WBAdmin
- Developer(s): Microsoft
- Initial release: January 30, 2007; 18 years ago
- Stable release: 1.0
- Operating system: Microsoft Windows
- Predecessor: NTBackup
- Type: Backup software
- License: Proprietary commercial software
- Website: docs.microsoft.com/en-us/windows-server/administration/windows-commands/wbadmin

= WBAdmin =

In computing, WBAdmin is a command-line utility built into Windows Vista, Windows Server 2008, Windows 7, Windows Server 2008 R2, Windows 8, Windows Server 2012, Windows 10 and Windows 11 operating systems. The command is used to perform backups and restores of operating systems, drive volumes, computer files, folders, and applications from a command-line interface.

==Features==
WBAdmin is a disk-based backup system. It can create a "bare metal" backup used to restore the Windows operating system to similar or dissimilar hardware. The backup file(s) created are primarily in the form of Microsoft's Virtual Hard Disk (.VHD) files with some accompanying .xml configuration files. The backup .VHD file can be mounted in Windows Disk Manager to view content. However, the .VHD backup file is not a direct "disk clone".

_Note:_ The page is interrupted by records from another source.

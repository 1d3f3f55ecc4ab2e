//! Text gathering and normalization
//!
//! Three views of an element's text:
//! - [`visible_text`]: what a reader would see (no scripts, styles or hidden subtrees)
//! - [`raw_text`]: every text node, like the DOM `textContent` property
//! - [`block_text`]: visible text with a line break at each block boundary,
//!   normalized into trimmed non-empty lines

use scraper::{ElementRef, Node};

/// Elements whose text is never rendered
const NON_TEXT_TAGS: &[&str] = &["script", "style", "noscript", "template"];

/// Elements that start a new line when rendered
const BLOCK_TAGS: &[&str] = &[
    "address", "article", "aside", "blockquote", "br", "dd", "div", "dl", "dt",
    "figcaption", "figure", "footer", "h1", "h2", "h3", "h4", "h5", "h6", "header",
    "hr", "li", "main", "ol", "p", "pre", "section", "table", "td", "th", "tr", "ul",
];

/// Returns true if the element and its subtree are not rendered
fn is_hidden(element: &ElementRef) -> bool {
    let value = element.value();

    if NON_TEXT_TAGS.contains(&value.name()) || value.attr("hidden").is_some() {
        return true;
    }

    if value.attr("aria-hidden") == Some("true") {
        return true;
    }

    value.attr("style").map_or(false, |style| {
        let style: String = style.chars().filter(|c| !c.is_whitespace()).collect();
        let style = style.to_ascii_lowercase();
        style.contains("display:none") || style.contains("visibility:hidden")
    })
}

/// Concatenated visible text of an element, whitespace untouched
pub fn visible_text(element: ElementRef) -> String {
    let mut out = String::new();
    collect(element, &skip_nothing, false, &mut out);
    out
}

fn skip_nothing(_: &ElementRef) -> bool {
    false
}

/// Concatenated text of every descendant text node
pub fn raw_text(element: ElementRef) -> String {
    element.text().collect()
}

/// Visible text split at block boundaries, with `skip` subtrees left out
///
/// Each resulting line is trimmed, empty lines are dropped and the rest are
/// joined with `\n`.
pub fn block_text<F>(element: ElementRef, skip: F) -> String
where
    F: Fn(&ElementRef) -> bool,
{
    let mut out = String::new();
    collect(element, &skip, true, &mut out);
    normalize_lines(&out)
}

/// Trims each line, drops empty ones and rejoins with newlines
pub fn normalize_lines(text: &str) -> String {
    text.lines()
        .map(str::trim)
        .filter(|line| !line.is_empty())
        .collect::<Vec<_>>()
        .join("\n")
}

fn collect(element: ElementRef, skip: &dyn Fn(&ElementRef) -> bool, breaks: bool, out: &mut String) {
    for child in element.children() {
        match child.value() {
            Node::Text(text) => out.push_str(text),
            Node::Element(value) => {
                let Some(child) = ElementRef::wrap(child) else {
                    continue;
                };
                if is_hidden(&child) || skip(&child) {
                    continue;
                }

                let block = breaks && BLOCK_TAGS.contains(&value.name());
                if block {
                    out.push('\n');
                }
                collect(child, skip, breaks, out);
                if block {
                    out.push('\n');
                }
            }
            _ => {}
        }
    }
}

The utility replaces the previous Microsoft Windows Backup command-line tool, NTBackup, which came built-into Windows NT 4.0, Windows 2000, Windows XP and Windows Server 2003. It is the command-line version of Backup and Restore. WBAdmin also has a graphical user interface option available to simplify creation of computer backup (and restore). Workstation editions such as Windows 7 use a backup wizard located in Control Panel. The server version is done through an (easily installed) Windows feature using the Windows Management Console WBAdmin.MSC. The WBAdmin Management Console simplifies restoration, whether single file or multiple folders.

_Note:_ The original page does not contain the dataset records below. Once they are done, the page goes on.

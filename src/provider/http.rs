//! HTTP document provider
//!
//! Fetches pages with a plain GET and treats the server-rendered HTML as the
//! document. Nothing executes on the page, so the document never changes after
//! it is loaded:
//! - waiting evaluates the condition once
//! - scrolling is a no-op
//! - the reported height is constant, which ends progressive loading after one round

use super::{DocumentProvider, Session, WaitCondition};
use crate::config::ProviderConfig;
use crate::{ProviderError, ProviderResult};
use async_trait::async_trait;
use reqwest::Client;
use std::time::Duration;

/// Provider backed by reqwest
#[derive(Debug, Clone)]
pub struct HttpProvider {
    config: ProviderConfig,
}

impl HttpProvider {
    pub fn new(config: ProviderConfig) -> Self {
        Self { config }
    }
}

#[async_trait]
impl DocumentProvider for HttpProvider {
    fn name(&self) -> &'static str {
        "http"
    }

    async fn open_session(&self) -> ProviderResult<Box<dyn Session>> {
        let client = build_http_client(&self.config)
            .map_err(|e| ProviderError::Launch(format!("Failed to build HTTP client: {}", e)))?;
        Ok(Box::new(HttpSession::new(client)))
    }
}

/// Builds an HTTP client with the configured user agent and load timeout
///
/// Each session gets its own client, so sessions never share a connection pool.
pub fn build_http_client(config: &ProviderConfig) -> Result<Client, reqwest::Error> {
    Client::builder()
        .user_agent(config.user_agent.clone())
        .timeout(config.page_load_timeout())
        .connect_timeout(Duration::from_secs(10))
        .gzip(true)
        .brotli(true)
        .build()
}

/// One HTTP session holding the most recently loaded document
pub struct HttpSession {
    client: Client,
    document: Option<String>,
}

impl HttpSession {
    pub fn new(client: Client) -> Self {
        Self {
            client,
            document: None,
        }
    }
}

#[async_trait]
impl Session for HttpSession {
    async fn open(&mut self, url: &str, timeout: Duration) -> ProviderResult<()> {
        self.document = None;

        let response = self
            .client
            .get(url)
            .timeout(timeout)
            .send()
            .await
            .map_err(|e| classify_error(url, timeout, e))?;

        let status = response.status();
        if !status.is_success() {
            return Err(ProviderError::Status {
                url: url.to_string(),
                status: status.as_u16(),
            });
        }

        let body = response
            .text()
            .await
            .map_err(|e| classify_error(url, timeout, e))?;

        tracing::debug!(%url, bytes = body.len(), "Loaded document over HTTP");
        self.document = Some(body);
        Ok(())
    }

    async fn page_source(&mut self) -> ProviderResult<String> {
        self.document.clone().ok_or(ProviderError::NoDocument)
    }

    async fn scroll_to_bottom(&mut self) -> ProviderResult<()> {
        Ok(())
    }

    async fn current_height(&mut self) -> ProviderResult<u64> {
        self.document
            .as_ref()
            .map(|doc| doc.len() as u64)
            .ok_or(ProviderError::NoDocument)
    }

    async fn wait_for(&mut self, condition: &WaitCondition, _timeout: Duration) -> ProviderResult<bool> {
        let source = self.page_source().await?;
        Ok(condition.is_met(&source))
    }

    async fn close(&mut self) {
        self.document = None;
    }
}

/// Maps a reqwest failure onto the provider taxonomy
fn classify_error(url: &str, timeout: Duration, error: reqwest::Error) -> ProviderError {
    if error.is_timeout() {
        ProviderError::LoadTimeout {
            url: url.to_string(),
            timeout,
        }
    } else {
        ProviderError::Http {
            url: url.to_string(),
            source: error,
        }
    }
}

Using the command-line or graphical user interface, WBAdmin creates a backup which can be quickly restored using just the Windows installation DVD and the backup files located on a removable USB disk without the need to re-install from scratch. WBAdmin uses a differencing engine to update the backup files. Once the original backup file is created Volume Shadow Copy Service updates changes, subsequent full backups take a matter of moments rather than many minutes taken to create the original backup file. Automatic backups can be scheduled on a regular basis using a wizard.

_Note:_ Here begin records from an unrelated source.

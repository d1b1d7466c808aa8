use anyhow::{Context, Result};
use csv::{QuoteStyle, Reader, ReaderBuilder, StringRecord, WriterBuilder};
use std::fs::File;
use std::io;
use std::path::Path;

/// A `(name, InChI)` row of a compound table.
#[derive(Debug, Clone, PartialEq, Eq)]
pub struct CompoundRecord {
    pub name: String,
    pub inchi: String,
}

impl CompoundRecord {
    /// Reads the first two fields of a row; `None` when the row is shorter.
    pub fn from_record(record: &StringRecord) -> Option<Self> {
        Some(Self {
            name: record.get(0)?.to_string(),
            inchi: record.get(1)?.to_string(),
        })
    }
}

/// Opens a comma-separated, double-quoted table.
///
/// Header handling is left to the caller: every row, the first included,
/// comes back as a record, and rows may have different lengths.
pub fn open_table(path: &Path) -> io::Result<Reader<File>> {
    let file = File::open(path)?;
    Ok(ReaderBuilder::new()
        .delimiter(b',')
        .quote(b'"')
        .has_headers(false)
        .flexible(true)
        .from_reader(file))
}

/// Reads every row as a compound, skipping the first one when `has_header`.
pub fn read_compounds(path: &Path, has_header: bool) -> Result<Vec<CompoundRecord>> {
    let mut reader = open_table(path).with_context(|| format!("Could not open table: {:?}", path))?;
    let mut compounds = Vec::new();
    for (idx, record) in reader.records().enumerate() {
        let record = record.with_context(|| format!("Malformed row {} in {:?}", idx + 1, path))?;
        if has_header && idx == 0 {
            continue;
        }
        let compound = CompoundRecord::from_record(&record)
            .with_context(|| format!("Row {} of {:?} has fewer than two fields", idx + 1, path))?;
        compounds.push(compound);
    }
    Ok(compounds)
}

/// Writes a one-compound source table (`Name,InChI` header plus one row).
pub fn write_source(path: &Path, name: &str, inchi: &str) -> Result<()> {
    let mut wtr = WriterBuilder::new()
        .quote_style(QuoteStyle::Always)
        .from_path(path)
        .with_context(|| format!("Could not create source file: {:?}", path))?;
    wtr.write_record(["Name", "InChI"])?;
    wtr.write_record([name, inchi.trim()])?;
    wtr.flush()?;
    Ok(())
}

Two kinds of restore operations are supported:
1. Bare-metal restore: using the Windows Recovery Environment you can complete a full server restoration to either the same server or to a server with dissimilar hardware (known as Hardware Independent Restore – HIR)
2. Individual file and folder, and system state restore: files, folders, or the machine’s system state can be restored from the command-line using WBAdmin.